Glucomètre connecté pour mesurer le taux de glycémie dans le sang, application pour smartphone de suivi des douleurs liées au cancer, téléconsultation d’un résident d’EHPAD par le gériatre d’un hôpital… Les technologies numériques bouleversent le domaine de la santé.
Sous ses différentes facettes (télésanté, santé mobile, télémédecine, systèmes d’information en santé…), la e-santé est aujourd’hui en plein essor.

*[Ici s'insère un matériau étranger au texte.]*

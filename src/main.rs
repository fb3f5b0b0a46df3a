use std::io::{self, BufRead};
use std::path::PathBuf;

use eyre::Result;
use log::info;

mod cli;

use cli::{Cli, Command, OutputFormat};
use ytq::completions::{CompletionClient, DEFAULT_QA_MODEL, DEFAULT_SUMMARY_MODEL, Language};
use ytq::config::{self, Config};
use ytq::pipeline::TranscriptPipeline;
use ytq::search::SearchClient;

/// Preferred caption language passed to the transcript sources
const CAPTION_LANG: &str = "en";

fn setup_logging() -> Result<()> {
    let log_dir = log_dir();
    std::fs::create_dir_all(&log_dir)?;
    let log_file = log_dir.join("ytq.log");

    let target = Box::new(std::fs::OpenOptions::new().create(true).append(true).open(&log_file)?);

    env_logger::Builder::from_default_env()
        .target(env_logger::Target::Pipe(target))
        .init();

    info!("Logging initialized: {}", log_file.display());
    Ok(())
}

fn log_dir() -> PathBuf {
    dirs::data_local_dir()
        .unwrap_or_else(|| PathBuf::from("."))
        .join("ytq")
        .join("logs")
}

fn collect_urls(url: Option<String>) -> Result<Vec<String>> {
    let lines = if let Some(url) = url {
        vec![url]
    } else {
        let stdin = io::stdin();
        stdin.lock().lines().collect::<Result<Vec<_>, _>>()?
    };

    let urls: Vec<String> = lines
        .into_iter()
        .map(|u| u.trim().to_string())
        .filter(|u| !u.is_empty())
        .collect();

    if urls.is_empty() {
        eyre::bail!("no URL or video ID provided\n\nUsage: ytq transcript <URL>\n       echo <URL> | ytq transcript");
    }

    Ok(urls)
}

#[tokio::main]
async fn main() -> Result<()> {
    setup_logging()?;

    let cli = <Cli as clap::Parser>::parse();
    let config = Config::load().unwrap_or_default();
    let client = reqwest::Client::new();

    match cli.command {
        Command::Transcript { url, output } => {
            let urls = collect_urls(url)?;
            let pipeline = TranscriptPipeline::new(client.clone(), CAPTION_LANG);

            for url in &urls {
                let transcript = pipeline.fetch(url).await?;

                if cli.verbose {
                    eprintln!("Transcript: {} chars from {url}", transcript.len());
                }

                match &output {
                    Some(path) => {
                        std::fs::write(path, &transcript)?;
                        if cli.verbose {
                            eprintln!("Output written to: {}", path.display());
                        }
                    }
                    None => println!("{transcript}"),
                }
            }
        }

        Command::Summarize { url, language, model } => {
            // Credential check happens before any transcript fetch
            let completions = CompletionClient::new(client.clone(), config::openrouter_api_key()?);

            let language = language.unwrap_or_else(|| {
                config
                    .default_language
                    .as_deref()
                    .map(Language::from_name)
                    .unwrap_or_default()
            });
            let model = model
                .or_else(|| config.summary_model.clone())
                .unwrap_or_else(|| DEFAULT_SUMMARY_MODEL.to_string());

            let transcript = TranscriptPipeline::new(client.clone(), CAPTION_LANG).fetch(&url).await?;

            if cli.verbose {
                eprintln!("Transcript: {} chars\nModel: {model}", transcript.len());
            }

            let summary = completions.summarize(&transcript, language, &model).await?;
            println!("{summary}");
        }

        Command::Ask { url, question, model } => {
            let completions = CompletionClient::new(client.clone(), config::openrouter_api_key()?);

            let model = model
                .or_else(|| config.qa_model.clone())
                .unwrap_or_else(|| DEFAULT_QA_MODEL.to_string());

            let transcript = TranscriptPipeline::new(client.clone(), CAPTION_LANG).fetch(&url).await?;

            if cli.verbose {
                eprintln!("Transcript: {} chars\nModel: {model}", transcript.len());
            }

            let answer = completions.answer(&transcript, &question, &model).await?;
            println!("{answer}");
        }

        Command::Search { query, format } => {
            let search = SearchClient::new(client.clone(), config::youtube_api_key()?);
            let results = search.search_captioned(&query).await?;

            if cli.verbose {
                eprintln!("{} captioned videos", results.len());
            }

            let rendered = match format {
                OutputFormat::Text => ytq::output::render_results_text(&results),
                OutputFormat::Json => ytq::output::render_results_json(&results),
            };
            println!("{rendered}");
        }
    }

    Ok(())
}
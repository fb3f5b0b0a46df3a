use log::{debug, warn};

use crate::error::{Error, Result};
use crate::sources::{CaptionSource, InnertubeSource, TranscriptApiSource};
use crate::{canonicalize_url, extract_video_id};

/// Ordered-fallback transcript acquisition.
///
/// Sources are tried strictly sequentially; an attempt's failure is isolated
/// and the next source runs against the same video ID. The first source to
/// yield non-empty text wins. No retries, no caching.
pub struct TranscriptPipeline {
    sources: Vec<Box<dyn CaptionSource>>,
}

impl TranscriptPipeline {
    /// Fixed priority order: library-based loader first, InnerTube caption
    /// fetch second.
    pub fn new(client: reqwest::Client, lang: &str) -> Self {
        Self::with_sources(vec![
            Box::new(TranscriptApiSource::new(lang)),
            Box::new(InnertubeSource::new(client, lang)),
        ])
    }

    pub fn with_sources(sources: Vec<Box<dyn CaptionSource>>) -> Self {
        Self { sources }
    }

    pub async fn fetch(&self, url: &str) -> Result<String> {
        let url = url.trim();
        if url.is_empty() {
            return Err(Error::MissingInput);
        }

        let canonical = canonicalize_url(url);
        let video_id =
            extract_video_id(&canonical).ok_or_else(|| Error::InvalidUrl(url.to_string()))?;

        let mut captions_absent = false;
        let mut last_message = "no transcript sources configured".to_string();

        for source in &self.sources {
            debug!("Trying source {} for {video_id}", source.name());
            match source.fetch(&video_id).await {
                Ok(text) if !text.trim().is_empty() => {
                    debug!("Source {} returned {} chars", source.name(), text.len());
                    return Ok(text);
                }
                Ok(_) => {
                    // An empty transcript means the video has no usable captions
                    warn!("Source {} returned an empty transcript for {video_id}", source.name());
                    captions_absent = true;
                    last_message = format!("{}: empty transcript", source.name());
                }
                Err(e) => {
                    warn!("Source {} failed for {video_id}: {e}", source.name());
                    if matches!(e, Error::NoTranscriptAvailable(_)) {
                        captions_absent = true;
                    }
                    last_message = e.to_string();
                }
            }
        }

        if captions_absent {
            Err(Error::NoTranscriptAvailable(video_id))
        } else {
            Err(Error::TranscriptFetchFailed(last_message))
        }
    }
}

Il y a convergence de deux phénomènes. D’une part, les médecins s’emparent des outils et services numériques, ils les recommandent à leurs patients. D’autre part, les citoyens-patients cherchent à prendre la main comme dans les autres domaines
Luc Barthélémy, directeur de clientèle, Ipsos Public Affairs
Les patients bénéficient d’un espace médiatique sur la santé, plus éclaté qu’avant, où le numérique tient un rôle important : par exemple, la chaîne santé Youtube “Dans ton corps”, la plateforme web “Voix des Patients” consacrée au quotidien des personnes souffrant d’une pathologie chronique (une initiative de la Fondation Roche), la plateforme web “Suis ton cœur” lancée par le laboratoire Novartis sur l’insuffisance cardiaque… Autant de moyens de s’informer et d’échanger.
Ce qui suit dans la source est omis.